### EXERCISE DIRECTIONS:
For each line below that includes the string "ConfigArgs", show the whole line.

################

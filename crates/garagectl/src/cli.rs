//! Clap derive structures for the `garagectl` CLI.
//!
//! Defines the complete command tree, global flags, and shared types.

use clap::{Args, Parser, Subcommand, ValueEnum};

// ── Top-Level CLI ────────────────────────────────────────────────────

/// garagectl -- open, close, and watch garage doors
#[derive(Debug, Parser)]
#[command(
    name = "garagectl",
    version,
    about = "Control garage doors from the command line",
    long_about = "Open, close, and watch garage doors behind a garage backend.\n\n\
        Commands are sent over the push stream and a direct request at once;\n\
        the door animates locally for the configured travel time.",
    propagate_version = true,
    subcommand_required = true,
    arg_required_else_help = true
)]
pub struct Cli {
    #[command(flatten)]
    pub global: GlobalOpts,

    #[command(subcommand)]
    pub command: Command,
}

// ── Global Options ───────────────────────────────────────────────────

#[derive(Debug, Args)]
pub struct GlobalOpts {
    /// Backend profile to use
    #[arg(long, short = 'p', env = "GARAGE_PROFILE", global = true)]
    pub profile: Option<String>,

    /// Backend base URL (overrides profile)
    #[arg(long, short = 'u', env = "GARAGE_API_URL", global = true)]
    pub api_url: Option<String>,

    /// Session token (overrides keyring and profile)
    #[arg(long, env = "GARAGE_TOKEN", global = true, hide_env_values = true)]
    pub token: Option<String>,

    /// Backend flavor (overrides profile)
    #[arg(long, env = "GARAGE_FLAVOR", global = true)]
    pub flavor: Option<FlavorArg>,

    /// Output format
    #[arg(
        long,
        short = 'o',
        env = "GARAGE_OUTPUT",
        default_value = "table",
        global = true
    )]
    pub output: OutputFormat,

    /// When to use color output
    #[arg(long, default_value = "auto", global = true)]
    pub color: ColorMode,

    /// Increase verbosity (-v, -vv, -vvv)
    #[arg(long, short = 'v', action = clap::ArgAction::Count, global = true)]
    pub verbose: u8,

    /// Suppress non-error output
    #[arg(long, short = 'q', global = true)]
    pub quiet: bool,

    /// Skip confirmation prompts
    #[arg(long, short = 'y', global = true)]
    pub yes: bool,

    /// Accept self-signed TLS certificates
    #[arg(long, short = 'k', env = "GARAGE_INSECURE", global = true)]
    pub insecure: bool,

    /// Request timeout in seconds (overrides profile)
    #[arg(long, env = "GARAGE_TIMEOUT", global = true)]
    pub timeout: Option<u64>,
}

// ── Output & Color Enums ─────────────────────────────────────────────

#[derive(Debug, Clone, ValueEnum)]
pub enum OutputFormat {
    /// Pretty table (default, interactive)
    Table,
    /// Pretty-printed JSON
    Json,
    /// Compact single-line JSON
    JsonCompact,
    /// YAML
    Yaml,
    /// Plain text, one value per line (scripting)
    Plain,
}

#[derive(Debug, Clone, ValueEnum)]
pub enum ColorMode {
    /// Auto-detect (color if terminal is interactive)
    Auto,
    /// Always emit color codes
    Always,
    /// Never emit color codes
    Never,
}

#[derive(Debug, Clone, Copy, ValueEnum)]
pub enum FlavorArg {
    /// One garage (`/api/status`, `/api/garage/{left|right}`)
    Single,
    /// Several garages (`/api/garages`)
    Fleet,
}

// ── Top-Level Command Enum ───────────────────────────────────────────

#[derive(Debug, Subcommand)]
pub enum Command {
    /// Show door state and sensor readings
    #[command(alias = "st", alias = "ls")]
    Status(StatusArgs),

    /// Open a garage door
    Open(DoorArgs),

    /// Close a garage door
    Close(DoorArgs),

    /// Stream door activity until interrupted
    Watch(WatchArgs),

    /// Show the backend access log
    Logs(LogsArgs),

    /// Log in with the backend password and store the session token
    Login(LoginArgs),

    /// Forget the stored session token
    Logout,

    /// Manage CLI configuration and profiles
    Config(ConfigArgs),

    /// Generate shell completions
    Completions(CompletionsArgs),
}

// ── Door commands ────────────────────────────────────────────────────

#[derive(Debug, Args)]
pub struct StatusArgs {
    /// Garage id or hardware identifier (default: all)
    pub garage: Option<String>,
}

#[derive(Debug, Args)]
pub struct DoorArgs {
    /// Garage id or hardware identifier (optional with a single garage)
    pub garage: Option<String>,

    /// Return once the command is acknowledged instead of waiting for the door
    #[arg(long)]
    pub no_wait: bool,

    /// Latitude sent as location proof (overrides profile)
    #[arg(long, allow_hyphen_values = true, requires = "longitude")]
    pub latitude: Option<f64>,

    /// Longitude sent as location proof (overrides profile)
    #[arg(long, allow_hyphen_values = true, requires = "latitude")]
    pub longitude: Option<f64>,
}

#[derive(Debug, Args)]
pub struct WatchArgs {
    /// Only show activity for this garage
    pub garage: Option<String>,

    /// Also print push stream connection changes
    #[arg(long)]
    pub connection: bool,
}

#[derive(Debug, Args)]
pub struct LogsArgs {
    /// Show at most this many entries (newest first)
    #[arg(long, short = 'l', default_value = "25")]
    pub limit: usize,
}

#[derive(Debug, Args)]
pub struct LoginArgs {
    /// Read the password from stdin instead of prompting
    #[arg(long)]
    pub password_stdin: bool,

    /// Save the token to the config file instead of the system keyring
    #[arg(long)]
    pub plaintext: bool,
}

// ── Config ───────────────────────────────────────────────────────────

#[derive(Debug, Args)]
pub struct ConfigArgs {
    #[command(subcommand)]
    pub command: ConfigCommand,
}

#[derive(Debug, Subcommand)]
pub enum ConfigCommand {
    /// Interactive configuration wizard
    Init,

    /// Show the current configuration
    Show,

    /// Set a value on the active profile
    Set {
        /// Config key (e.g., api_url, flavor, transition_ms)
        key: String,
        /// New value
        value: String,
    },

    /// List configured profiles
    Profiles,

    /// Set the default profile
    Use {
        /// Profile name
        name: String,
    },

    /// Store a session token in the system keyring
    SetToken {
        /// Profile to store it for (default: active profile)
        #[arg(long)]
        profile: Option<String>,
    },

    /// Print the config file path
    Path,
}

// ── Completions ──────────────────────────────────────────────────────

#[derive(Debug, Args)]
pub struct CompletionsArgs {
    /// Shell to generate completions for
    pub shell: clap_complete::Shell,
}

################

### WRITTEN SOLUTION:
    Config(ConfigArgs),
pub struct ConfigArgs {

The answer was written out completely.